Can you have chemo and keep your hair? According to the Washington Post, the answer is probably yes — that is, if you are willing to subject yourself to wearing icy caps set at a skull-chilling -30 Fahrenheit that can cost thousands of dollars.
The article examines research on the subject while telling the story of Katherine Klein, a management professor and mother of two who needed chemotherapy to treat breast cancer following a mastectomy. A 2005 review of 53 studies, which included data collected through 2003, found a 73% success rate for cold caps in preventing the need for a wig; even newer studies show 80-90% success rates, depending on the chemo regimen involved.
But the point of the chilling caps, writes author Stefanie Weiss may have more to do with coming to terms with a cancer diagnosis than about keeping a ‘do:
Katherine calls the entire production a “tremendous hullabaloo.” If I were in her shoes, I don’t know if I’d go through it. But after months of talking to Katherine and observing Team Cold Cap, I do know this: It’s not about the hair.

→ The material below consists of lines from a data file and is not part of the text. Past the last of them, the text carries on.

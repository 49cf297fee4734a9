//! Shared CLI plumbing: error type and process exit codes.

use std::fmt;

/// Process exit codes used by every command.
#[derive(Debug, Clone, Copy, PartialEq, Eq)]
#[repr(i32)]
pub enum ExitCode {
    /// Command succeeded
    Success = 0,
    /// Invalid input, failed validation or failed datasets in strict mode
    ValidationError = 1,
    /// File could not be read, written or serialized
    IoError = 2,
}

impl ExitCode {
    /// Numeric code passed to `std::process::exit`.
    pub const fn code(self) -> i32 {
        self as i32
    }
}

/// Error returned by a command handler.
#[derive(Debug, Clone, PartialEq, Eq)]
pub struct CliError {
    /// Exit code to terminate with
    pub kind: ExitCode,
    /// Message printed after `Error:`
    pub message: String,
}

impl CliError {
    /// Invalid input or failed validation (exit code 1).
    pub fn validation(message: impl Into<String>) -> Self {
        Self {
            kind: ExitCode::ValidationError,
            message: message.into(),
        }
    }

    /// I/O or serialization failure (exit code 2).
    pub fn io(message: impl Into<String>) -> Self {
        Self {
            kind: ExitCode::IoError,
            message: message.into(),
        }
    }

    /// Exit code for this error.
    pub const fn exit_code(&self) -> i32 {
        self.kind.code()
    }
}

impl fmt::Display for CliError {
    fn fmt(&self, f: &mut fmt::Formatter<'_>) -> fmt::Result {
        f.write_str(&self.message)
    }
}

impl std::error::Error for CliError {}

/// Result type of command handlers.
pub type CliResult<T> = Result<T, CliError>;

/// Prints `value` as a single line of JSON.
pub fn print_json<T: serde::Serialize>(value: &T) -> CliResult<()> {
    let json = serde_json::to_string(value)
        .map_err(|e| CliError::io(format!("Failed to serialize JSON: {e}")))?;
    println!("{json}");
    Ok(())
}

/// Loads the configuration from `--config`, or the platform file.
pub fn load_config(path: Option<&std::path::Path>) -> CliResult<crate::config::Config> {
    let result = match path {
        Some(path) => {
            if !path.exists() {
                return Err(CliError::io(format!(
                    "Config file not found: {}",
                    path.display()
                )));
            }
            crate::config::Config::load_from(path)
        }
        None => crate::config::Config::load(),
    };
    result.map_err(|e| CliError::validation(format!("Failed to load configuration: {e:#}")))
}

I think it’s mostly about control. In the wake of a life-threatening cancer diagnosis, a double mastectomy and the prospect of reconstructive surgery, who wouldn’t want to have some control over, well, anything?
Since the surgery, Katherine says, “I’ve sought to do things that make me feel in control, more peaceful, more healthy and more optimistic. If research, or even ample anecdotal evidence, suggests that something might help and can’t hurt, I’ve probably tried it: exercise, vitamins, changes to my diet, acupuncture, meditation and deep relaxation, extra sleep, social support, soul support and cold caps.”
Keeping her hair was like thumbing her nose at cancer and chemo, she says. “I don’t have to look in the mirror and see myself as a cancer patient.”